Pedido de apoio das Forças Armadas
Em um comício em 3 de novembro, Luis Fernando Camacho, chefe de uma poderosa entidade civil na rica região de Santa Cruz, lançou um ultimato a Evo para que ele renunciasse em 48 horas, e convocou os militares a se colocarem "do lado do povo". Camacho, líder do Comitê Cívico de Santa Cruz, leu uma carta dirigida aos chefes das Forças Armadas, a quem pediu para "estarem ao lado do povo" na crise.
'Golpe a caminho'
O ministro das Relações Exteriores da Bolívia, Diego Pary afirmou em 4 de novembro que havia um "golpe de Estado a caminho" no país. O ministro não descartou a possibilidade de um segundo turno.
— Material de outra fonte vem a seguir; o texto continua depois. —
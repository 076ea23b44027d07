use anyhow::{Context, bail};
use chrono::Utc;
use sqlx::PgPool;

use bookstore_core::hash_password;
use bookstore_models::{Role, UserId};

pub struct AdminAccount {
    pub username: String,
    pub email: String,
    pub password: String,
    pub address: String,
    pub age: i32,
}

/// Inserts an `ADMIN` user after checking the username and email are free.
pub async fn create_admin(db: &PgPool, account: &AdminAccount) -> anyhow::Result<UserId> {
    if account.password.len() < 6 {
        bail!("Password must be at least 6 characters");
    }

    let mut tx = db.begin().await?;

    let taken: bool = sqlx::query_scalar(
        "SELECT EXISTS(SELECT 1 FROM users WHERE username = $1 OR email = $2)",
    )
    .bind(&account.username)
    .bind(&account.email)
    .fetch_one(&mut *tx)
    .await?;

    if taken {
        bail!("A user with that username or email already exists");
    }

    let password_hash = hash_password(&account.password).map_err(|err| err.error)?;

    let id: UserId = sqlx::query_scalar(
        "INSERT INTO users (username, email, password_hash, address, age, customer_id, role) \
         VALUES ($1, $2, $3, $4, $5, $6, $7) RETURNING id",
    )
    .bind(&account.username)
    .bind(&account.email)
    .bind(password_hash)
    .bind(&account.address)
    .bind(account.age)
    .bind(format!("CUST{}", Utc::now().timestamp_millis()))
    .bind(Role::Admin)
    .fetch_one(&mut *tx)
    .await
    .context("Failed to insert admin user")?;

    tx.commit().await?;
    Ok(id)
}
Pary afirmou que o governo de Morales se comprometeu com a OEA a "cumprir a decisão que será tomada" após a auditoria iniciada pela organização.
Opositor ameaçado
O líder opositor boliviano Luis Fernando Camacho, que tentava forçar o presidente Evo Morales a assinar uma carta de renúncia, disse em sua conta no Twitter que tinha recebido ameaças do governo.
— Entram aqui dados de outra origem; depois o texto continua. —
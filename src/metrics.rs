use axum::{
    Router,
    extract::{MatchedPath, Request},
    middleware::Next,
    response::Response,
    routing::get,
};
use metrics::{counter, gauge, histogram};
use metrics_exporter_prometheus::{BuildError, Matcher, PrometheusBuilder, PrometheusHandle};
use std::sync::OnceLock;
use std::time::{Duration, Instant};

static METRICS_ENABLED: OnceLock<bool> = OnceLock::new();

/// Whether metrics recording was switched on by [`init_metrics`].
pub fn is_metrics_enabled() -> bool {
    *METRICS_ENABLED.get_or_init(|| false)
}

/// Installs the Prometheus recorder and its upkeep task.
/// Returns `None` when metrics are disabled.
pub fn init_metrics(enabled: bool) -> Result<Option<PrometheusHandle>, BuildError> {
    let enabled = *METRICS_ENABLED.get_or_init(|| enabled);
    if !enabled {
        return Ok(None);
    }

    let handle = PrometheusBuilder::new()
        .set_buckets_for_metric(
            Matcher::Full("http_request_duration_seconds".to_string()),
            &[
                0.001, 0.005, 0.01, 0.025, 0.05, 0.075, 0.1, 0.25, 0.5, 0.75, 1.0, 2.5, 5.0,
            ],
        )?
        .install_recorder()?;

    let upkeep_handle = handle.clone();
    tokio::spawn(async move {
        loop {
            tokio::time::sleep(Duration::from_secs(5)).await;
            upkeep_handle.run_upkeep();
        }
    });

    Ok(Some(handle))
}

pub async fn metrics_middleware(req: Request, next: Next) -> Response {
    if !is_metrics_enabled() {
        return next.run(req).await;
    }

    let start = Instant::now();
    let method = req.method().as_str().to_owned();
    let path = req
        .extensions()
        .get::<MatchedPath>()
        .map(|p| p.as_str().to_owned())
        .unwrap_or_else(|| req.uri().path().to_owned());

    gauge!("http_requests_active").increment(1.0);

    let response = next.run(req).await;

    let latency = start.elapsed().as_secs_f64();
    let status = response.status().as_u16().to_string();

    counter!("http_requests_total", "method" => method.clone(), "path" => path.clone(), "status" => status).increment(1);
    histogram!("http_request_duration_seconds", "method" => method, "path" => path).record(latency);
    gauge!("http_requests_active").decrement(1.0);

    response
}

/// `/metrics` route rendering the Prometheus exposition.
pub fn metrics_app<S>(handle: PrometheusHandle) -> Router<S>
where
    S: Clone + Send + Sync + 'static,
{
    Router::new().route("/metrics", get(move || async move { handle.render() }))
}

pub fn track_order_placed() {
    if !is_metrics_enabled() {
        return;
    }
    counter!("orders_placed_total").increment(1);
}

pub fn track_order_placement_failure(reason: &str) {
    if !is_metrics_enabled() {
        return;
    }
    counter!("order_placement_failures_total", "reason" => reason.to_string()).increment(1);
}

pub fn track_order_status_update(status: &str) {
    if !is_metrics_enabled() {
        return;
    }
    counter!("order_status_updates_total", "status" => status.to_string()).increment(1);
}

pub fn track_user_registered() {
    if !is_metrics_enabled() {
        return;
    }
    counter!("users_registered_total").increment(1);
}

pub fn track_user_login_success(role: &str) {
    if !is_metrics_enabled() {
        return;
    }
    counter!("user_logins_total", "role" => role.to_string(), "status" => "success").increment(1);
}

pub fn track_user_login_failure(reason: &str) {
    if !is_metrics_enabled() {
        return;
    }
    counter!("user_logins_total", "role" => "unknown", "status" => "failure", "reason" => reason.to_string()).increment(1);
}

pub fn track_token_issued() {
    if !is_metrics_enabled() {
        return;
    }
    counter!("tokens_issued_total").increment(1);
}
use axum::Json;
use axum::extract::State;
use tracing::instrument;

use bookstore_models::OrderId;

use crate::middleware::auth::AuthUser;
use crate::modules::ErrorResponse;
use crate::state::AppState;
use crate::validator::{ValidatedJson, ValidatedPath};

use super::error::OrderError;
use super::model::{
    OrderDraft, OrderListResponse, OrderResponse, OrderView, PlaceOrderResponse,
    UpdateStatusRequest,
};
use super::service::OrderService;

/// Place an order, reserving stock for every line
#[utoipa::path(
    post,
    path = "/api/orders",
    request_body = OrderDraft,
    responses(
        (status = 200, description = "Order placed", body = PlaceOrderResponse),
        (status = 400, description = "Empty order, invalid quantity, blank address or malformed body", body = ErrorResponse),
        (status = 401, description = "Authentication required", body = ErrorResponse),
        (status = 404, description = "Book not found", body = ErrorResponse),
        (status = 409, description = "Insufficient stock", body = ErrorResponse)
    ),
    security(
        ("bearer_auth" = [])
    ),
    tag = "Orders"
)]
#[instrument(skip_all, fields(user = %principal.username))]
pub async fn place_order(
    State(state): State<AppState>,
    AuthUser(principal): AuthUser,
    ValidatedJson(draft): ValidatedJson<OrderDraft>,
) -> Result<Json<PlaceOrderResponse>, OrderError> {
    let order = OrderService::place_order(state.inventory.as_ref(), &principal, draft).await?;

    Ok(Json(PlaceOrderResponse {
        success: true,
        message: "Order placed successfully".to_string(),
        order_id: order.id,
        total_amount: order.total_amount,
        status: order.status,
        order_date: order.created_at,
    }))
}

/// List the caller's orders, newest first
#[utoipa::path(
    get,
    path = "/api/orders/user",
    responses(
        (status = 200, description = "Caller's orders", body = OrderListResponse),
        (status = 401, description = "Authentication required", body = ErrorResponse)
    ),
    security(
        ("bearer_auth" = [])
    ),
    tag = "Orders"
)]
#[instrument(skip_all, fields(user = %principal.username))]
pub async fn get_user_orders(
    State(state): State<AppState>,
    AuthUser(principal): AuthUser,
) -> Result<Json<OrderListResponse>, OrderError> {
    let orders = OrderService::list_for(state.orders.as_ref(), &principal).await?;
    Ok(Json(OrderListResponse::new(
        orders.into_iter().map(OrderView::for_owner).collect(),
    )))
}

/// List every order with its owner (admin only)
#[utoipa::path(
    get,
    path = "/api/orders/admin",
    responses(
        (status = 200, description = "All orders", body = OrderListResponse),
        (status = 401, description = "Authentication required", body = ErrorResponse),
        (status = 403, description = "Administrator role required", body = ErrorResponse)
    ),
    security(
        ("bearer_auth" = [])
    ),
    tag = "Orders"
)]
#[instrument(skip_all)]
pub async fn get_all_orders(
    State(state): State<AppState>,
) -> Result<Json<OrderListResponse>, OrderError> {
    let orders = OrderService::list_all(state.orders.as_ref()).await?;
    Ok(Json(OrderListResponse::new(
        orders.into_iter().map(OrderView::with_owner).collect(),
    )))
}

/// Fetch one order (owner or admin)
#[utoipa::path(
    get,
    path = "/api/orders/{id}",
    params(
        ("id" = i64, Path, description = "Order id")
    ),
    responses(
        (status = 200, description = "Order found", body = OrderResponse),
        (status = 400, description = "Order id is not a number", body = ErrorResponse),
        (status = 401, description = "Authentication required", body = ErrorResponse),
        (status = 403, description = "Order belongs to another user", body = ErrorResponse),
        (status = 404, description = "Order not found", body = ErrorResponse)
    ),
    security(
        ("bearer_auth" = [])
    ),
    tag = "Orders"
)]
#[instrument(skip_all, fields(order_id = %id, user = %principal.username))]
pub async fn get_order(
    State(state): State<AppState>,
    AuthUser(principal): AuthUser,
    ValidatedPath(id): ValidatedPath<OrderId>,
) -> Result<Json<OrderResponse>, OrderError> {
    let order = OrderService::get_order(state.orders.as_ref(), &principal, id).await?;
    let view = if principal.is_admin() {
        OrderView::with_owner(order)
    } else {
        OrderView::for_owner(order)
    };

    Ok(Json(OrderResponse {
        success: true,
        message: "Order retrieved successfully".to_string(),
        order: view,
    }))
}

/// Cancel an order (owner or admin). Stock is not returned.
#[utoipa::path(
    post,
    path = "/api/orders/{id}/cancel",
    params(
        ("id" = i64, Path, description = "Order id")
    ),
    responses(
        (status = 200, description = "Order cancelled", body = OrderResponse),
        (status = 400, description = "Order id is not a number", body = ErrorResponse),
        (status = 401, description = "Authentication required", body = ErrorResponse),
        (status = 403, description = "Order belongs to another user", body = ErrorResponse),
        (status = 404, description = "Order not found", body = ErrorResponse)
    ),
    security(
        ("bearer_auth" = [])
    ),
    tag = "Orders"
)]
#[instrument(skip_all, fields(order_id = %id, user = %principal.username))]
pub async fn cancel_order(
    State(state): State<AppState>,
    AuthUser(principal): AuthUser,
    ValidatedPath(id): ValidatedPath<OrderId>,
) -> Result<Json<OrderResponse>, OrderError> {
    let order = OrderService::cancel_order(state.orders.as_ref(), &principal, id).await?;

    Ok(Json(OrderResponse {
        success: true,
        message: "Order cancelled successfully".to_string(),
        order: OrderView::for_owner(order),
    }))
}

/// Change an order's status (admin only)
#[utoipa::path(
    put,
    path = "/api/orders/{id}/status",
    params(
        ("id" = i64, Path, description = "Order id")
    ),
    request_body = UpdateStatusRequest,
    responses(
        (status = 200, description = "Status updated", body = OrderResponse),
        (status = 400, description = "Missing or unknown status, or bad order id", body = ErrorResponse),
        (status = 401, description = "Authentication required", body = ErrorResponse),
        (status = 403, description = "Administrator role required", body = ErrorResponse),
        (status = 404, description = "Order not found", body = ErrorResponse)
    ),
    security(
        ("bearer_auth" = [])
    ),
    tag = "Orders"
)]
#[instrument(skip_all, fields(order_id = %id))]
pub async fn update_order_status(
    State(state): State<AppState>,
    ValidatedPath(id): ValidatedPath<OrderId>,
    ValidatedJson(dto): ValidatedJson<UpdateStatusRequest>,
) -> Result<Json<OrderResponse>, OrderError> {
    let order = OrderService::update_status(state.orders.as_ref(), id, &dto.status).await?;

    Ok(Json(OrderResponse {
        success: true,
        message: "Order status updated successfully".to_string(),
        order: OrderView::with_owner(order),
    }))
}
use anyhow::{Error, anyhow};
use axum::{
    Json,
    http::StatusCode,
    response::{IntoResponse, Response},
};
use serde_json::json;

/// Message returned to clients in place of any server-side failure detail.
pub const GENERIC_FAILURE_MESSAGE: &str = "An internal error occurred. Please try again later.";

/// Application error carrying the HTTP status it should be rendered with.
///
/// Client errors (4xx) render their message verbatim. Server errors (5xx) are
/// logged with the full error chain and rendered with
/// [`GENERIC_FAILURE_MESSAGE`].
#[derive(Debug)]
pub struct AppError {
    pub status: StatusCode,
    pub error: Error,
}

impl AppError {
    pub fn new<E>(status: StatusCode, err: E) -> Self
    where
        E: Into<Error>,
    {
        Self {
            status,
            error: err.into(),
        }
    }

    pub fn internal<E>(err: E) -> Self
    where
        E: Into<Error>,
    {
        Self::new(StatusCode::INTERNAL_SERVER_ERROR, err)
    }

    pub fn internal_error(message: impl Into<String>) -> Self {
        Self::new(StatusCode::INTERNAL_SERVER_ERROR, anyhow!(message.into()))
    }

    pub fn not_found<E>(err: E) -> Self
    where
        E: Into<Error>,
    {
        Self::new(StatusCode::NOT_FOUND, err)
    }

    pub fn bad_request<E>(err: E) -> Self
    where
        E: Into<Error>,
    {
        Self::new(StatusCode::BAD_REQUEST, err)
    }

    pub fn unauthorized(message: impl Into<String>) -> Self {
        Self::new(StatusCode::UNAUTHORIZED, anyhow!(message.into()))
    }

    pub fn forbidden(message: impl Into<String>) -> Self {
        Self::new(StatusCode::FORBIDDEN, anyhow!(message.into()))
    }

    /// The message a client will see for this error.
    pub fn public_message(&self) -> String {
        if self.status.is_server_error() {
            GENERIC_FAILURE_MESSAGE.to_string()
        } else {
            self.error.to_string()
        }
    }
}

impl IntoResponse for AppError {
    fn into_response(self) -> Response {
        if self.status.is_server_error() {
            tracing::error!(status = %self.status.as_u16(), error = ?self.error, "Request failed");
        }

        let body = Json(json!({
            "success": false,
            "message": self.public_message(),
        }));

        (self.status, body).into_response()
    }
}

impl<E> From<E> for AppError
where
    E: Into<Error>,
{
    fn from(err: E) -> Self {
        AppError::internal(err)
    }
}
“Torno públicas as ameaças que temos recebido por parte do governo. Não tenho medo, apesar de saber que são capazes de qualquer coisa. Contudo, se acontecer algo, o povo boliviano sabe quem são os responsáveis”, escreveu Camacho.
Polícia se rebela
Inspiradas pela população, unidades da polícia nas cidades de Cochabamba (centro), Sucre (sudeste) e Santa Cruz (leste) se rebelaram contra a polêmica vitória eleitoral de Evo Morales e exigiram a renúncia do presidente, que denunciou um "golpe" em andamento na Bolívia.
"A polícia de Chuquisaca está se unindo aos camaradas já rebelados em Cochabamba, também em Chuquisaca (cuja capital é Sucre) está se rebelando com o povo boliviano", disse a um canal de TV um policial com o rosto coberto na entrada do comando de Sucre. "Não podemos seguir com este 'narcogoverno', com esta democracia injusta."
Os agentes do comando de Santa Cruz fecharam a unidade e vários policiais subiram no teto do prédio com bandeiras bolivianas, como os rebelados em Cochabamba.
Guardas abandonam Palácio Presidencial
Em 9 de novembro, policiais que faziam a guarda externa do palácio presidencial da Bolívia, em La Paz, deixaram seus postos e se amotinaram em um quartel. O local passou a ser protegido apenas por oficiais e suboficiais. Grupos de policiais estavam se mostrando abertamente descontentes com o governo do país. Dentre suas demandas estão melhores condições de trabalho e a renúncia do presidente.
Chefe das Forças Armadas pede renúncia
Em 10 de novembro, o comandante-chefe das Forças Armadas e da Polícia da Bolívia, o general Williams Kaliman, pediu ao presidente Evo Morales que renunciasse em meio a protestos que duravam três semanas. Mais cedo, Evo anunciou a convocação de novas eleições presidenciais e a renovação do quadro de magistrados do Tribunal Supremo Eleitoral (TSE) depois que a Organização dos Estados Americanos (OEA) apontou uma série de irregularidades na votação.
Renúncia
Uma hora após a declaração do general Williams Kalin, Evo Morales anunciou a renúncia pela televisão. "Renuncio a meu cargo de presidente para que (Carlos) Mesa e (Luis Fernando) Camacho não sigam perseguindo dirigentes sociais", disse Evo, referindo-se aos líderes opositores que convocaram protestos contra ele desde o dia seguinte às eleições de 20 de outubro. Morales era o presidente latino-americano há mais tempo no poder.